Records from a collection:
//! HTTP server setup and configuration.
//!
//! # Responsibilities
//! - Create Axum Router with all handlers
//! - Wire up middleware (tracing, timeout, request ID)
//! - Serve the tracking pixel and favicon with identifier cookies
//! - Redirect everything else to the canonical origin
//! - Bind server to listener and shut down gracefully

use std::sync::Arc;
use std::time::{Duration, Instant};

use axum::{
    body::{Body, Bytes},
    extract::State,
    http::{HeaderMap, Request, Uri},
    response::Response,
    routing::get,
    Router,
};
use chrono::Utc;
use tokio::net::TcpListener;
use tokio::sync::broadcast;
use tower_http::{
    request_id::{MakeRequestUuid, PropagateRequestIdLayer, SetRequestIdLayer},
    timeout::TimeoutLayer,
    trace::TraceLayer,
};

use crate::assets::StaticAssets;
use crate::config::TrackerConfig;
use crate::cookies::Reconciler;
use crate::http::request::{request_cookies, request_host};
use crate::http::response::{permanent_redirect, tracked_response, DiagnosticEcho};
use crate::lifecycle::shutdown::wait_for_shutdown;
use crate::observability::metrics;

pub const PIXEL_PATH: &str = "/pixel.gif";
pub const FAVICON_PATH: &str = "/favicon.ico";

/// Application state injected into handlers.
#[derive(Clone)]
pub struct AppState {
    pub reconciler: Arc<Reconciler>,
    pub assets: Arc<StaticAssets>,
    pub redirect_origin: Arc<str>,
    pub echo_headers: bool,
}

impl AppState {
    pub fn new(config: &TrackerConfig, assets: StaticAssets) -> Self {
        Self {
            reconciler: Arc::new(Reconciler::new(config.cookies.clone())),
            assets: Arc::new(assets),
            redirect_origin: Arc::from(config.redirect.origin.as_str()),
            echo_headers: config.diagnostics.echo_headers,
        }
    }
}

/// HTTP server for the tracking service.
pub struct TrackerServer {
    router: Router,
    config: TrackerConfig,
}

impl TrackerServer {
    /// Create a new server from a validated configuration and loaded assets.
    pub fn new(config: TrackerConfig, assets: StaticAssets) -> Self {
        let state = AppState::new(&config, assets);
        let router = Self::build_router(&config, state);
        Self { router, config }
    }

    /// Build the Axum router with all middleware layers.
    #[allow(deprecated)]
    fn build_router(config: &TrackerConfig, state: AppState) -> Router {
        Router::new()
            .route(PIXEL_PATH, get(pixel_handler))
            .route(FAVICON_PATH, get(favicon_handler))
            .fallback(redirect_handler)
            .with_state(state)
            .layer(TimeoutLayer::new(Duration::from_secs(config.timeouts.request_secs)))
            .layer(PropagateRequestIdLayer::x_request_id())
            .layer(TraceLayer::new_for_http().make_span_with(|request: &Request<Body>| {
                let request_id = request
                    .headers()
                    .get("x-request-id")
                    .and_then(|v| v.to_str().ok())
                    .unwrap_or("unknown");
                tracing::info_span!(
                    "request",
                    method = %request.method(),
                    path = %request.uri().path(),
                    request_id = %request_id
                )
            }))
            .layer(SetRequestIdLayer::x_request_id(MakeRequestUuid))
    }

    /// The fully layered router, for embedding or in-process testing.
    pub fn router(&self) -> Router {
        self.router.clone()
    }

    /// Run the server, accepting connections on the given listener until
    /// an OS signal or a trigger on `shutdown`.
    pub async fn run(
        self,
        listener: TcpListener,
        shutdown: broadcast::Receiver<()>,
    ) -> Result<(), std::io::Error> {
        let addr = listener.local_addr()?;
        tracing::info!(
            address = %addr,
            redirect_origin = %self.config.redirect.origin,
            secondary_enabled = self.config.cookies.secondary_enabled,
            echo_headers = self.config.diagnostics.echo_headers,
            "HTTP server starting"
        );

        axum::serve(listener, self.router)
            .with_graceful_shutdown(wait_for_shutdown(shutdown))
            .await?;

        tracing::info!("HTTP server stopped");
        Ok(())
    }

    /// Get a reference to the config.
    pub fn config(&self) -> &TrackerConfig {
        &self.config
    }
}

async fn pixel_handler(State(state): State<AppState>, headers: HeaderMap, uri: Uri) -> Response {
    let body = state.assets.pixel();
    track(&state, &headers, &uri, body, "image/gif", "pixel")
}

async fn favicon_handler(State(state): State<AppState>, headers: HeaderMap, uri: Uri) -> Response {
    let body = state.assets.favicon();
    track(&state, &headers, &uri, body, "image/x-icon", "favicon")
}

/// Reconcile identifier cookies and attach them to a static payload.
fn track(
    state: &AppState,
    headers: &HeaderMap,
    uri: &Uri,
    body: Bytes,
    content_type: &'static str,
    route: &'static str,
) -> Response {
    let start = Instant::now();

    let host = request_host(headers, uri);
    let cookies = request_cookies(headers);
    let reconciliation = state.reconciler.reconcile(&cookies, &host, Utc::now());

    tracing::debug!(
        route,
        host = %host,
        primary = reconciliation.primary_outcome.as_str(),
        secondary = reconciliation.secondary_outcome.as_str(),
        "Identifier cookies reconciled"
    );

    let echo = state
        .echo_headers
        .then(|| DiagnosticEcho::new(headers, uri, &reconciliation));
    let response = tracked_response(body, content_type, &reconciliation, echo);

    metrics::record_reconciliation(&reconciliation);
    metrics::record_request(route, response.status().as_u16(), start);
    response
}

async fn redirect_handler(State(state): State<AppState>, uri: Uri) -> Response {
    let start = Instant::now();
    let response = permanent_redirect(&state.redirect_origin, uri.path());

    tracing::debug!(path = %uri.path(), status = %response.status(), "Redirecting");
    metrics::record_request("redirect", response.status().as_u16(), start);
    response
}
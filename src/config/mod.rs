//! Configuration management subsystem.
//!
//! # Data Flow
//! ```text
//! config file (TOML, optional)
//!     → loader.rs (parse & deserialize)
//!     → validation.rs (semantic checks)
//!     → TrackerConfig (validated, immutable)
//!     → handed to the router and reconciler at construction
//! ```
//!
//! # Design Decisions
//! - Config is immutable once loaded; changes require a restart
//! - All fields have defaults to allow minimal configs
//! - Validation separates syntactic (serde) from semantic checks

pub mod loader;
pub mod schema;
pub mod validation;

pub use loader::{load_config, load_or_default, parse_config, ConfigError};
pub use schema::{
    AssetConfig, CookieConfig, DiagnosticsConfig, ListenerConfig, ObservabilityConfig,
    RedirectConfig, TimeoutConfig, TrackerConfig,
};
pub use validation::{validate_config, ValidationError};
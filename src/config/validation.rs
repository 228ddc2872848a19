//! Configuration validation.
//!
//! # Responsibilities
//! - Semantic validation (serde handles syntactic)
//! - Validate addresses, cookie names and value ranges
//! - Validate the redirect origin
//!
//! # Design Decisions
//! - Returns all validation errors, not just first
//! - Validation is pure function: TrackerConfig → Result<(), Vec<ValidationError>>
//! - Runs before config is accepted into the system

use std::net::SocketAddr;

use thiserror::Error;
use url::Url;

use crate::config::schema::TrackerConfig;

/// Upper bound on cookie lifetime, keeps expiry dates well inside range.
const MAX_TTL_DAYS: u32 = 100 * 366;

/// A single semantic problem with a configuration.
#[derive(Debug, Clone, PartialEq, Eq, Error)]
pub enum ValidationError {
    #[error("{field}: invalid socket address {value:?}")]
    InvalidAddress { field: &'static str, value: String },

    #[error("{field}: invalid cookie name {value:?}")]
    InvalidCookieName { field: &'static str, value: String },

    #[error("cookies: primary and secondary cookie names are both {0:?}")]
    DuplicateCookieName(String),

    #[error("cookies.ttl_days: must be between 1 and 36600, got {0}")]
    InvalidTtl(u32),

    #[error("timeouts.request_secs: must be greater than zero")]
    ZeroTimeout,

    #[error("redirect.origin: {0}")]
    InvalidRedirect(String),
}

/// Validate a configuration, collecting every problem found.
pub fn validate_config(config: &TrackerConfig) -> Result<(), Vec<ValidationError>> {
    let mut errors = Vec::new();

    check_address(
        "listener.bind_address",
        &config.listener.bind_address,
        &mut errors,
    );
    if config.observability.metrics_enabled {
        check_address(
            "observability.metrics_address",
            &config.observability.metrics_address,
            &mut errors,
        );
    }

    let cookies = &config.cookies;
    check_cookie_name("cookies.primary_name", &cookies.primary_name, &mut errors);
    check_cookie_name("cookies.secondary_name", &cookies.secondary_name, &mut errors);
    if cookies.primary_name == cookies.secondary_name {
        errors.push(ValidationError::DuplicateCookieName(
            cookies.primary_name.clone(),
        ));
    }
    if cookies.ttl_days == 0 || cookies.ttl_days > MAX_TTL_DAYS {
        errors.push(ValidationError::InvalidTtl(cookies.ttl_days));
    }

    if config.timeouts.request_secs == 0 {
        errors.push(ValidationError::ZeroTimeout);
    }

    if let Err(reason) = check_redirect_origin(&config.redirect.origin) {
        errors.push(ValidationError::InvalidRedirect(reason));
    }

    if errors.is_empty() {
        Ok(())
    } else {
        Err(errors)
    }
}

fn check_address(field: &'static str, value: &str, errors: &mut Vec<ValidationError>) {
    if value.parse::<SocketAddr>().is_err() {
        errors.push(ValidationError::InvalidAddress {
            field,
            value: value.to_string(),
        });
    }
}

/// Cookie names must be RFC 6265 tokens.
fn check_cookie_name(field: &'static str, value: &str, errors: &mut Vec<ValidationError>) {
    let is_token = !value.is_empty()
        && value.bytes().all(|b| {
            b.is_ascii_graphic() && !b"()<>@,;:\\\"/[]?={}".contains(&b)
        });
    if !is_token {
        errors.push(ValidationError::InvalidCookieName {
            field,
            value: value.to_string(),
        });
    }
}

fn check_redirect_origin(origin: &str) -> Result<(), String> {
    let url = Url::parse(origin).map_err(|e| e.to_string())?;

    if !matches!(url.scheme(), "http" | "https") {
        return Err(format!("unsupported scheme {:?}", url.scheme()));
    }
    if url.host_str().is_none() {
        return Err("missing host".to_string());
    }
    if url.path() != "/" || url.query().is_some() || url.fragment().is_some() {
        return Err("must not carry a path, query or fragment".to_string());
    }
    Ok(())
}

#[cfg(test)]
mod tests {
    use super::*;

    #[test]
    fn test_default_config_is_valid() {
        assert_eq!(validate_config(&TrackerConfig::default()), Ok(()));
    }

    #[test]
    fn test_collects_all_errors() {
        let mut config = TrackerConfig::default();
        config.listener.bind_address = "not-an-address".into();
        config.cookies.secondary_name = "aguid".into();
        config.cookies.ttl_days = 0;
        config.timeouts.request_secs = 0;

        let errors = validate_config(&config).unwrap_err();
        assert_eq!(errors.len(), 4);
        assert!(errors.contains(&ValidationError::DuplicateCookieName("aguid".into())));
        assert!(errors.contains(&ValidationError::InvalidTtl(0)));
        assert!(errors.contains(&ValidationError::ZeroTimeout));
    }

    #[test]
    fn test_rejects_bad_cookie_names() {
        for name in ["", "a guid", "a;b", "a=b", "ümlaut"] {
            let mut config = TrackerConfig::default();
            config.cookies.primary_name = name.into();
            let errors = validate_config(&config).unwrap_err();
            assert!(
                matches!(errors[0], ValidationError::InvalidCookieName { .. }),
                "{name:?} should be rejected"
            );
        }
    }

    #[test]
    fn test_redirect_origin_rules() {
        assert!(check_redirect_origin("http://www.my.jobs").is_ok());
        assert!(check_redirect_origin("https://example.com/").is_ok());
        assert!(check_redirect_origin("https://example.com:8443").is_ok());

        assert!(check_redirect_origin("www.my.jobs").is_err());
        assert!(check_redirect_origin("ftp://example.com").is_err());
        assert!(check_redirect_origin("http://example.com/landing").is_err());
        assert!(check_redirect_origin("http://example.com/?a=b").is_err());
    }

    #[test]
    fn test_metrics_address_only_checked_when_enabled() {
        let mut config = TrackerConfig::default();
        config.observability.metrics_address = "nope".into();
        assert!(validate_config(&config).is_ok());

        config.observability.metrics_enabled = true;
        assert!(validate_config(&config).is_err());
    }
}
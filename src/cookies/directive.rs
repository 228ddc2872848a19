//! Typed cookie directives for the outgoing response.

use std::fmt;

use chrono::{DateTime, Utc};

/// RFC 1123 date layout used for the `expires` attribute.
const EXPIRES_FORMAT: &str = "%a, %d %b %Y %H:%M:%S GMT";

/// Whether a directive stores a value or deletes the cookie.
#[derive(Debug, Clone, Copy, PartialEq, Eq)]
pub enum DirectiveKind {
    Set,
    Clear,
}

/// A single `Set-Cookie` instruction.
#[derive(Debug, Clone, PartialEq, Eq)]
pub struct CookieDirective {
    pub name: String,
    pub value: String,
    pub domain: String,
    pub expires: DateTime<Utc>,
    pub kind: DirectiveKind,
}

impl CookieDirective {
    /// Store `value` under `name` until `expires`.
    pub fn set(
        name: impl Into<String>,
        value: impl Into<String>,
        domain: impl Into<String>,
        expires: DateTime<Utc>,
    ) -> Self {
        Self {
            name: name.into(),
            value: value.into(),
            domain: domain.into(),
            expires,
            kind: DirectiveKind::Set,
        }
    }

    /// Delete `name` from the client: empty value, expired at the epoch.
    pub fn clear(name: impl Into<String>, domain: impl Into<String>) -> Self {
        Self {
            name: name.into(),
            value: String::new(),
            domain: domain.into(),
            expires: DateTime::<Utc>::UNIX_EPOCH,
            kind: DirectiveKind::Clear,
        }
    }

    pub fn is_clear(&self) -> bool {
        self.kind == DirectiveKind::Clear
    }

    /// `name=value` pair, as echoed in diagnostic headers.
    pub fn pair(&self) -> String {
        format!("{}={}", self.name, self.value)
    }
}

impl fmt::Display for CookieDirective {
    fn fmt(&self, f: &mut fmt::Formatter<'_>) -> fmt::Result {
        write!(
            f,
            "{}={}; Domain={}; expires={}; Path=/",
            self.name,
            self.value,
            self.domain,
            self.expires.format(EXPIRES_FORMAT)
        )
    }
}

Task to carry out: Could you write out exactly the lines above, starting at the first one and ending with the line that has "use tokio::net::TcpListener;"?

Expected answer:
//! HTTP server setup and configuration.
//!
//! # Responsibilities
//! - Create Axum Router with all handlers
//! - Wire up middleware (tracing, timeout, request ID)
//! - Serve the tracking pixel and favicon with identifier cookies
//! - Redirect everything else to the canonical origin
//! - Bind server to listener and shut down gracefully

use std::sync::Arc;
use std::time::{Duration, Instant};

use axum::{
    body::{Body, Bytes},
    extract::State,
    http::{HeaderMap, Request, Uri},
    response::Response,
    routing::get,
    Router,
};
use chrono::Utc;
use tokio::net::TcpListener;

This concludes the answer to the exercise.